If you are purchasing cryptocurrency as a speculative investment to make money, you likely accept that any profits are taxable income. Likewise, if you are in the business of dealing in cryptocurrency you likely accept that business profits are taxable income (like other businesses). If you are purchasing cryptocurrency for other reasons, the proceeds from disposing cryptocurrency are still likely to be taxable income.
This article explains why cryptocurrency gains are likely to be taxable on disposal in most situations.
We have submitted multiple binding ruling applications to Inland Revenue Department (IRD) regarding cryptocurrency tax legislation. A binding ruling is where the facts of a specific taxpayer are outlined to IRD, along with our interpretation of the income tax legislation and how it applies to the specific taxpayer’s facts. IRD then make a binding ruling on those specific facts.

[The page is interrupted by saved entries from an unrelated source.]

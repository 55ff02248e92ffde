//! # Collaborator Tools
//!
//! Deterministic data services the steps call into. Each sits behind a
//! narrow trait so the orchestrator can run against stubs.
//!
//! ## Modules
//!
//! - `weather` - OpenWeatherMap client with demo-coordinate fallback
//! - `wardrobe` - SQLite item store with ranked retrieval

pub mod wardrobe;
pub mod weather;

pub use wardrobe::{WardrobeStats, WardrobeStore};
pub use weather::OpenWeatherClient;

use crate::error::{StepError, StepResult};
use crate::state::{WardrobeCandidates, WeatherReading};
use async_trait::async_trait;
use std::future::Future;
use std::time::Duration;

/// Source of current weather for a named location
#[async_trait]
pub trait WeatherSource: Send + Sync {
    async fn fetch(&self, location: &str) -> StepResult<WeatherReading>;
}

/// Ranked retrieval of wardrobe items
#[async_trait]
pub trait WardrobeSource: Send + Sync {
    /// Top `top_n` items per category. Every category is present in the result.
    async fn retrieve(
        &self,
        weather: Option<&WeatherReading>,
        context: Option<&str>,
        top_n: usize,
    ) -> StepResult<WardrobeCandidates>;
}

/// Run a collaborator call under a deadline; expiry becomes `ErrorKind::Timeout`
pub async fn bounded<T, F>(operation: &str, limit: Duration, call: F) -> StepResult<T>
where
    F: Future<Output = StepResult<T>>,
{
    match tokio::time::timeout(limit, call).await {
        Ok(result) => result,
        Err(_) => {
            tracing::warn!(
                operation,
                limit_ms = limit.as_millis() as u64,
                "Collaborator call timed out"
            );
            Err(StepError::timeout(operation, limit))
        }
    }
}

#[cfg(test)]
mod tests {
    use super::*;
    use crate::error::ErrorKind;

    #[tokio::test]
    async fn test_bounded_passes_result_through() {
        let ok = bounded("fast", Duration::from_secs(1), async { Ok::<_, StepError>(7) }).await;
        assert_eq!(ok, Ok(7));

        let err = bounded("fast", Duration::from_secs(1), async {
            Err::<u8, _>(StepError::lookup("nope"))
        })
        .await;
        assert_eq!(err.unwrap_err().kind, ErrorKind::LookupError);
    }

    #[tokio::test(start_paused = true)]
    async fn test_bounded_times_out() {
        let result = bounded("slow", Duration::from_millis(50), async {
            tokio::time::sleep(Duration::from_secs(10)).await;
            Ok::<_, StepError>(())
        })
        .await;
        let err = result.unwrap_err();
        assert_eq!(err.kind, ErrorKind::Timeout);
        assert!(err.message.contains("slow"));
    }
}
//! Stylist Server
//!
//! Axum server and CLI over the stylist turn orchestrator.

mod api;

use anyhow::Context;
use clap::{Parser, Subcommand};
use std::{net::SocketAddr, path::PathBuf, sync::Arc};
use stylist_core::config::StylistConfig;
use stylist_core::orchestrator::{StylistRuntime, TurnOutcome};
use stylist_core::telemetry::init_tracing;
use tokio::{
    io::{AsyncBufReadExt, AsyncWriteExt, BufReader},
    net::TcpListener,
};

#[derive(Parser, Clone)]
#[command(author, version, about = "Stylist - weather-aware outfit recommendations")]
struct Args {
    #[command(subcommand)]
    command: Option<CliCommand>,
}

#[derive(Subcommand, Clone)]
enum CliCommand {
    /// Start the HTTP server (default)
    Serve {
        /// Port to listen on
        #[arg(short, long, default_value = "8080")]
        port: u16,
    },
    /// Interactive conversation on one thread
    Chat {
        /// Continue an existing thread
        #[arg(long)]
        thread: Option<String>,
    },
    /// Ask for a single recommendation
    Recommend {
        message: String,
        /// Location to use instead of one found in the message
        #[arg(short, long)]
        location: Option<String>,
        /// Occasion, e.g. "office" or "wedding"
        #[arg(short, long)]
        context: Option<String>,
    },
    /// Import wardrobe items from a JSON array
    Seed {
        path: PathBuf,
        /// Remove existing items first
        #[arg(long)]
        replace: bool,
    },
    /// Print the effective configuration (secrets redacted)
    Config,
}

#[tokio::main]
async fn main() -> anyhow::Result<()> {
    dotenvy::dotenv().ok();
    let _ = dotenvy::from_path(".stylist/.env");
    init_tracing();

    let args = Args::parse();
    let config = StylistConfig::load().await?;

    match args.command.unwrap_or(CliCommand::Serve { port: 8080 }) {
        CliCommand::Serve { port } => serve(config, port).await,
        CliCommand::Chat { thread } => {
            config.validate()?;
            chat(StylistRuntime::from_config(config)?, thread).await
        }
        CliCommand::Recommend {
            message,
            location,
            context,
        } => {
            config.validate()?;
            let runtime = StylistRuntime::from_config(config)?;
            let thread_id = uuid::Uuid::new_v4().to_string();
            let outcome = runtime
                .orchestrator
                .handle_turn(&thread_id, &message, location.as_deref(), context.as_deref())
                .await;
            print_outcome(&outcome);
            if !outcome.success {
                std::process::exit(1);
            }
            Ok(())
        }
        CliCommand::Seed { path, replace } => {
            let runtime = StylistRuntime::from_config(config)?;
            if replace {
                let removed = runtime.wardrobe.clear()?;
                println!("Removed {} existing items", removed);
            }
            let imported = runtime
                .wardrobe
                .import_json(&path)
                .with_context(|| format!("Failed to import {}", path.display()))?;
            if imported == 0 {
                println!("Wardrobe already has items; nothing imported (use --replace)");
            } else {
                println!("Imported {} items from {}", imported, path.display());
            }
            println!("{}", serde_json::to_string_pretty(&runtime.wardrobe.stats()?)?);
            Ok(())
        }
        CliCommand::Config => {
            println!("{}", serde_json::to_string_pretty(&config.redacted())?);
            if let Err(e) = config.validate() {
                println!("\nWarning: {}", e);
            }
            Ok(())
        }
    }
}

async fn serve(config: StylistConfig, port: u16) -> anyhow::Result<()> {
    if let Err(e) = config.validate() {
        tracing::warn!("{}; turns will fail until this is fixed", e);
    }

    let runtime = Arc::new(StylistRuntime::from_config(config)?);
    let app = api::router(runtime);

    let addr = SocketAddr::from(([127, 0, 0, 1], port));
    tracing::info!("Stylist server running at http://{}", addr);
    tracing::info!("   Turns:    /api/v1/chat, /api/v1/recommend");
    tracing::info!("   Threads:  /api/v1/threads/:id (GET, DELETE)");
    tracing::info!("   Events:   /api/v1/events (SSE)");
    tracing::info!("   Docs:     /api/v1/openapi.json");

    let listener = TcpListener::bind(addr).await?;
    axum::serve(listener, app).await?;

    Ok(())
}

async fn chat(runtime: StylistRuntime, thread: Option<String>) -> anyhow::Result<()> {
    let thread_id = thread.unwrap_or_else(|| uuid::Uuid::new_v4().to_string());
    println!("Thread {} (empty line or Ctrl-D to quit)", thread_id);

    let mut lines = BufReader::new(tokio::io::stdin()).lines();
    let mut stdout = tokio::io::stdout();
    loop {
        stdout.write_all(b"> ").await?;
        stdout.flush().await?;

        let Some(line) = lines.next_line().await? else {
            break;
        };
        let message = line.trim();
        if message.is_empty() {
            break;
        }

        let outcome = runtime
            .orchestrator
            .handle_turn(&thread_id, message, None, None)
            .await;
        print_outcome(&outcome);
    }
    Ok(())
}

fn print_outcome(outcome: &TurnOutcome) {
    println!("\n{}\n", outcome.reply);
    if let Some(outfit) = &outcome.final_outfit {
        for (slot, item) in [
            ("top", &outfit.top),
            ("bottom", &outfit.bottom),
            ("footwear", &outfit.footwear),
            ("outerwear", &outfit.outerwear),
        ] {
            if let Some(item) = item {
                println!("  {:<10} {}", slot, item.describe());
            }
        }
        if !outfit.accessories.is_empty() {
            println!("  {:<10} {}", "accessories", outfit.accessory_names().join(", "));
        }
    }
    for d in &outcome.diagnostics {
        println!("  note ({}): {}", d.stage, d.note);
    }
    tracing::debug!(
        action = %outcome.routing_action,
        elapsed_ms = outcome.elapsed_ms,
        "Turn printed"
    );
}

In all situations (so far), the taxpayers have been unable to provide clear and compelling evidence to support a non-taxable position. As we will see, this is difficult to do so.
To support a claim the cryptocurrency was not acquired for the dominant purpose of disposal needs to be supported by clear and compelling evidence. The onus is on the taxpayer to provide this.
I encourage and welcome commentary on this topic.
Classification of Cryptocurrency as Property
The High Court in Ruscoe v Cryptopia Ltd (in liq)  NZHC 728 confirmed that crypto assets are property. Personal property is property that is not land.
Inland Revenue refers to cryptocurrency as ‘crypto-assets’. This may be to ensure a careful distinction between ‘property’ and ‘currency’. This distinction of cryptocurrency as ‘property’, results in a specific legislation applying (as outlined below). If crypto was taxed as a currency, the legislation and profit calculation method would be different.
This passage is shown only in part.